EXERCISE OBJECTIVE:
Please filter the entries for the word "ExitCode" and copy every line that has it.

DATA SHOWN:

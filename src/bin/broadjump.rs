//! Broadjump CLI - Command-line interface for Broadjump
//!
//! Commands:
//! - detect: Detect jumps in a recorded frame stream (batch mode)
//! - run: Detect jumps in frames streamed on stdin (streaming mode)
//! - validate: Validate pose frame schema
//! - doctor: Diagnose configuration and environment
//! - schema: Print input/output schema information

use clap::{Args, Parser, Subcommand, ValueEnum};
use std::fs;
use std::io::{self, BufRead, Read, Write};
use std::path::{Path, PathBuf};
use std::process::ExitCode;

use tracing::{info, warn};

use broadjump::encoder::{events_to_ndjson, write_csv};
use broadjump::logging::init_logging;
use broadjump::schema::{FrameAdapter, PoseFrame, SCHEMA_VERSION};
use broadjump::{
    process_frames, ComputeError, ConfigError, JumpConfig, JumpProcessor, LoggingConfig,
    ReferencePoint, BROADJUMP_VERSION, PRODUCER_NAME,
};

/// Broadjump - Jump detection from pose-landmark streams
#[derive(Parser)]
#[command(name = "broadjump")]
#[command(author = "Broadjump Contributors")]
#[command(version = BROADJUMP_VERSION)]
#[command(about = "Detect jumps in pose-landmark frame streams", long_about = None)]
struct Cli {
    #[command(flatten)]
    detector: DetectorArgs,

    #[command(flatten)]
    logging: LogArgs,

    #[command(subcommand)]
    command: Commands,
}

#[derive(Args)]
struct DetectorArgs {
    /// JSON configuration file
    #[arg(long, global = true)]
    config: Option<PathBuf>,

    /// Vertical hysteresis threshold in pixels
    #[arg(long, global = true)]
    y_threshold: Option<f64>,

    /// Number of samples averaged by the smoother
    #[arg(long, global = true)]
    smooth_window: Option<usize>,

    /// Landmarks defining the reference point
    #[arg(long, global = true)]
    reference: Option<ReferenceArg>,

    /// Landmarks below this visibility are treated as absent
    #[arg(long, global = true)]
    min_visibility: Option<f32>,

    /// Frame rate for frames that carry an index but no timestamp
    #[arg(long, global = true)]
    fps: Option<f64>,
}

#[derive(Args)]
struct LogArgs {
    /// Log level filter (RUST_LOG takes precedence)
    #[arg(long, global = true, default_value = "info")]
    log_level: String,

    /// Emit logs as JSON lines on stderr
    #[arg(long, global = true)]
    log_json: bool,
}

#[derive(Subcommand)]
enum Commands {
    /// Detect jumps in a recorded frame stream (batch mode)
    Detect {
        /// Input file path (use - for stdin)
        #[arg(short, long)]
        input: PathBuf,

        /// Output file path (use - for stdout)
        #[arg(short, long)]
        output: PathBuf,

        /// Input format
        #[arg(long, default_value = "ndjson")]
        input_format: InputFormat,

        /// Output format
        #[arg(long, default_value = "csv")]
        output_format: OutputFormat,
    },

    /// Detect jumps in frames streamed on stdin (streaming mode)
    Run {
        /// Output format
        #[arg(long, default_value = "ndjson")]
        output_format: StreamFormat,

        /// Write the results CSV here at end of stream
        #[arg(long)]
        csv: Option<PathBuf>,

        /// Write the session report here at end of stream
        #[arg(long)]
        report: Option<PathBuf>,

        /// Flush output after each record
        #[arg(long)]
        flush: bool,
    },

    /// Validate pose frame schema
    Validate {
        /// Input file path (use - for stdin)
        #[arg(short, long)]
        input: PathBuf,

        /// Input format
        #[arg(long, default_value = "ndjson")]
        input_format: InputFormat,

        /// Output validation report as JSON
        #[arg(long)]
        json: bool,
    },

    /// Diagnose configuration and environment
    Doctor {
        /// Output as JSON
        #[arg(long)]
        json: bool,
    },

    /// Print schema information
    Schema {
        /// Schema to print (input or output)
        #[arg(value_enum)]
        schema_type: SchemaType,

        /// Output as JSON schema
        #[arg(long)]
        json_schema: bool,
    },
}

#[derive(Clone, ValueEnum)]
enum InputFormat {
    /// Newline-delimited JSON (one frame per line)
    Ndjson,
    /// JSON array of frames
    Json,
}

#[derive(Clone, ValueEnum)]
enum OutputFormat {
    /// Results CSV (nothing is written when no jump was found)
    Csv,
    /// Newline-delimited JSON (one jump per line)
    Ndjson,
    /// JSON array of jumps
    Json,
    /// Pretty-printed JSON array of jumps
    JsonPretty,
    /// Session report with summary and jumps
    Report,
}

#[derive(Clone, ValueEnum)]
enum StreamFormat {
    /// One line per completed jump
    Ndjson,
    /// One line per processed frame
    Ticks,
}

#[derive(Clone, Copy, ValueEnum)]
enum ReferenceArg {
    Ankles,
    Heels,
    FootIndex,
    AnklesAndFeet,
}

impl From<ReferenceArg> for ReferencePoint {
    fn from(arg: ReferenceArg) -> Self {
        match arg {
            ReferenceArg::Ankles => ReferencePoint::Ankles,
            ReferenceArg::Heels => ReferencePoint::Heels,
            ReferenceArg::FootIndex => ReferencePoint::FootIndex,
            ReferenceArg::AnklesAndFeet => ReferencePoint::AnklesAndFeet,
        }
    }
}

#[derive(Clone, ValueEnum)]
enum SchemaType {
    /// Input schema (pose.frame.v1)
    Input,
    /// Output schema (jump events and session report)
    Output,
}

fn main() -> ExitCode {
    let cli = Cli::parse();

    init_logging(&LoggingConfig {
        level: cli.logging.log_level.clone(),
        json: cli.logging.log_json,
    });

    match run(cli) {
        Ok(()) => ExitCode::SUCCESS,
        Err(e) => {
            eprintln!(
                "{}",
                serde_json::to_string(&CliError::from(e))
                    .unwrap_or_else(|_| "Unknown error".to_string())
            );
            ExitCode::FAILURE
        }
    }
}

fn run(cli: Cli) -> Result<(), BroadjumpCliError> {
    match cli.command {
        Commands::Detect {
            input,
            output,
            input_format,
            output_format,
        } => {
            let config = build_config(&cli.detector)?;
            cmd_detect(&input, &output, input_format, output_format, config)
        }

        Commands::Run {
            output_format,
            csv,
            report,
            flush,
        } => {
            let config = build_config(&cli.detector)?;
            cmd_run(output_format, csv.as_deref(), report.as_deref(), flush, config)
        }

        Commands::Validate {
            input,
            input_format,
            json,
        } => cmd_validate(&input, input_format, json),

        Commands::Doctor { json } => cmd_doctor(&cli.detector, json),

        Commands::Schema {
            schema_type,
            json_schema,
        } => cmd_schema(schema_type, json_schema),
    }
}

/// Config file (or defaults) with command-line overrides applied
fn build_config(args: &DetectorArgs) -> Result<JumpConfig, BroadjumpCliError> {
    let mut config = match &args.config {
        Some(path) => JumpConfig::from_file(path)?,
        None => JumpConfig::default(),
    };

    if let Some(y_threshold) = args.y_threshold {
        config.detector.y_threshold = y_threshold;
    }
    if let Some(smooth_window) = args.smooth_window {
        config.detector.smooth_window = smooth_window;
    }
    if let Some(reference) = args.reference {
        config.signal.reference = reference.into();
    }
    if let Some(min_visibility) = args.min_visibility {
        config.signal.min_visibility = min_visibility;
    }
    if let Some(fps) = args.fps {
        config.stream.fallback_fps = fps;
    }

    config.validate()?;
    Ok(config)
}

fn read_input(input: &Path) -> Result<String, BroadjumpCliError> {
    if input.to_string_lossy() == "-" {
        let mut buffer = String::new();
        io::stdin().read_to_string(&mut buffer)?;
        Ok(buffer)
    } else {
        Ok(fs::read_to_string(input)?)
    }
}

fn parse_frames(data: &str, format: InputFormat) -> Result<Vec<PoseFrame>, BroadjumpCliError> {
    let frames = match format {
        InputFormat::Ndjson => FrameAdapter::parse_ndjson(data)?,
        InputFormat::Json => FrameAdapter::parse_array(data)?,
    };
    Ok(frames)
}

SOLUTION TO THE EXERCISE:
use std::process::ExitCode;
fn main() -> ExitCode {
        Ok(()) => ExitCode::SUCCESS,
            ExitCode::FAILURE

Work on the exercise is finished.